Reverse-phase high-performance liquid chromatography (HPLC) performed on urine from cancer patients and normal controls revealed the presence of 7 chromatographically distinct peaks of transforming growth factor (TGF) activity, as measured by colony formation of normal rat kidney cells in soft agar. Comparison of urines from normal donors and cancer patients showed no differences in EGF (epidermal growth factor)-dependent .beta.-TGF-like activity but did reveal distinct patterns of EGF-related, EGF-independent .alpha.-TGF-like activity.
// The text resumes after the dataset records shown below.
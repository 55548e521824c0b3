//! SQL templates with parameters.

use crate::value::Value;
use std::collections::BTreeMap;

/// A SQL template plus its positional (`@N`) and named (`@name`) values.
///
/// Builders produce statements; the session's binding step rewrites the
/// placeholders into a [`Command`](crate::Command).
#[derive(Debug, Clone, PartialEq, Default)]
pub struct Statement {
    pub sql: String,
    pub parameters: Vec<Value>,
    pub named: BTreeMap<String, Value>,
}

impl Statement {
    pub fn new(sql: impl Into<String>) -> Self {
        Self {
            sql: sql.into(),
            ..Self::default()
        }
    }

    /// Replace the positional parameters.
    pub fn with_parameters(mut self, parameters: Vec<Value>) -> Self {
        self.parameters = parameters;
        self
    }

    /// Add a named parameter.
    pub fn with_named(mut self, name: impl Into<String>, value: impl Into<Value>) -> Self {
        self.named.insert(name.into(), value.into());
        self
    }

    /// Append a positional parameter and return its index.
    pub fn push(&mut self, value: impl Into<Value>) -> usize {
        self.parameters.push(value.into());
        self.parameters.len() - 1
    }
}
//! Core types and traits for RelModel.
//!
//! `relmodel-core` is the **foundation layer**. It defines the data types and
//! contracts every other crate builds on.
//!
//! # Role In The Architecture
//!
//! - **Data model**: `Value`, `Row` and `FieldType` represent field values,
//!   query results and semantic column types.
//! - **Contract layer**: `Connection` and `ConnectionFactory` are implemented
//!   by database drivers; `Command` is what they execute.
//! - **Dialects**: `Dialect` captures the SQL text differences between SQL
//!   Server and MySQL.
//! - **Errors**: `Error` covers configuration, usage, transport and
//!   transaction faults. Data faults go to a `ValidationLog` instead.
//!
//! # Who Uses This Crate
//!
//! - `relmodel-schema` maps vendor column types through `FieldType`.
//! - `relmodel-query` emits `Statement`s using `Dialect`.
//! - `relmodel-session` binds statements into `Command`s and runs them on a
//!   `Connection`.

pub mod config;
pub mod connection;
pub mod dialect;
pub mod error;
pub mod row;
pub mod statement;
pub mod types;
pub mod validate;
pub mod value;

pub use config::{Config, IdSource};
pub use connection::{Command, Connection, ConnectionFactory};
pub use dialect::Dialect;
pub use error::{Error, Result};
pub use row::Row;
pub use statement::Statement;
pub use types::FieldType;
pub use validate::{ValidationError, ValidationErrorKind, ValidationLog};
pub use value::{FromValue, Value};
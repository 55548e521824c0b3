//! RelModel: a schema-reflecting entity model and dynamic SQL engine.
//!
//! RelModel reads a live SQL Server or MySQL schema, derives a model of
//! entities, fields, keys and foreign-key relations, and uses it to build
//! parameterized queries and hold typed entity values.
//!
//! # Crates
//!
//! | Crate | Contents |
//! |-------|----------|
//! | `relmodel-core` | values, rows, dialects, configuration, the `Connection` contract |
//! | `relmodel-schema` | introspection, overrides, the [`Model`](relmodel_schema::Model) |
//! | `relmodel-query` | [`Select`](relmodel_query::Select) and [`Persist`](relmodel_query::Persist) builders |
//! | `relmodel-session` | binding, execution, result cache and [`EntityValues`](relmodel_session::EntityValues) |
//!
//! The engine never opens sockets itself. Applications supply a
//! [`ConnectionFactory`](relmodel_core::ConnectionFactory) wrapping their
//! driver of choice.
//!
//! # Example
//!
//! ```ignore
//! use relmodel::prelude::*;
//!
//! let config = Config::load("relmodel.json")?;
//! let db = Db::connect(config, Arc::new(|| open_driver_connection()))?;
//!
//! let mut exec = db.executor();
//! let rows = exec.rows(
//!     &db.sql("student")?
//!         .fields("$id, $person-name, $person__city-name")
//!         .where_("$person__city-name = @0")
//!         .parameter("Lima")
//!         .size(20),
//! )?;
//! ```

pub use relmodel_core as core;
pub use relmodel_query as query;
pub use relmodel_schema as schema;
pub use relmodel_session as session;

pub use relmodel_core::{
    Command, Config, Connection, ConnectionFactory, Dialect, Error, FieldType, FromValue, IdSource,
    Result, Row, Statement, ValidationError, ValidationErrorKind, ValidationLog, Value,
};
pub use relmodel_query::{Persist, Select, Translator};
pub use relmodel_schema::{
    CheckKind, Column, Entity, EntityOverride, EntityOverrides, Field, FieldOverride,
    FieldOverrides, InformationSchemaReader, MemorySchemaReader, Model, ModelBuilder, Relation,
    RelationNode, ResetKind, SchemaReader, TableSchema,
};
pub use relmodel_session::{
    Change, CompareOptions, Db, EntityValues, Executor, FieldHooks, ResultCache, ToStatement, bind,
};

/// Everything an application usually needs.
pub mod prelude {
    pub use crate::{
        Change, Column, Command, CompareOptions, Config, Connection, ConnectionFactory, Db,
        Dialect, EntityValues, Error, Executor, FieldHooks, FieldType, FromValue, Model,
        ModelBuilder, Persist, Result, Row, Select, Statement, TableSchema, ToStatement,
        ValidationErrorKind, Value,
    };
    pub use std::sync::Arc;
}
All urine samples contained at least 2 chromatographically distinguishable forms of EGF-dependent TGF activity, eluting from HPLC as broad peaks with 30 and 43% acetonitrile. The remaining 5 TGF eluted as sharp peaks with 32, 34, 35, 37 and 38% acetonitrile, demonstrated EGF-competing activity, and were functionally related to EGF. Of the 5 EGF-related TGF, 2 were consistently elevated only in the urine of cancer patients and eluted with 32% (TGFA) and 37% (TGFD) acetonitrile. Two of the other EGF-related TGF, eluting with 34% (TGFB) and 35% (TGFC) acetonitrile, were commonly found in both normals and cancer patients. The 5th EGF-related TGF, TGFE, eluting with 38% acetonitrile, was found only in normal donor specimens. TGFA corresponded to the unique MW 30,000 TGF activity previously identified only in the urine of cancer patients. Cancer patients produce high levels of EGF-related TGF activities which can be readily distinguished, using reverse-phase HPLC, from EGF-related TGF produced by normal individuals. Using a solid-phase competitive radioreceptor binding assay for EGF, it was demonstrated that quantitation of EGF-competing activity is as sensitive and effective as the soft-agar colony formation assay for distinquishing HPLC profiles of urinary TGF from cancer patients vs. that from normal individuals.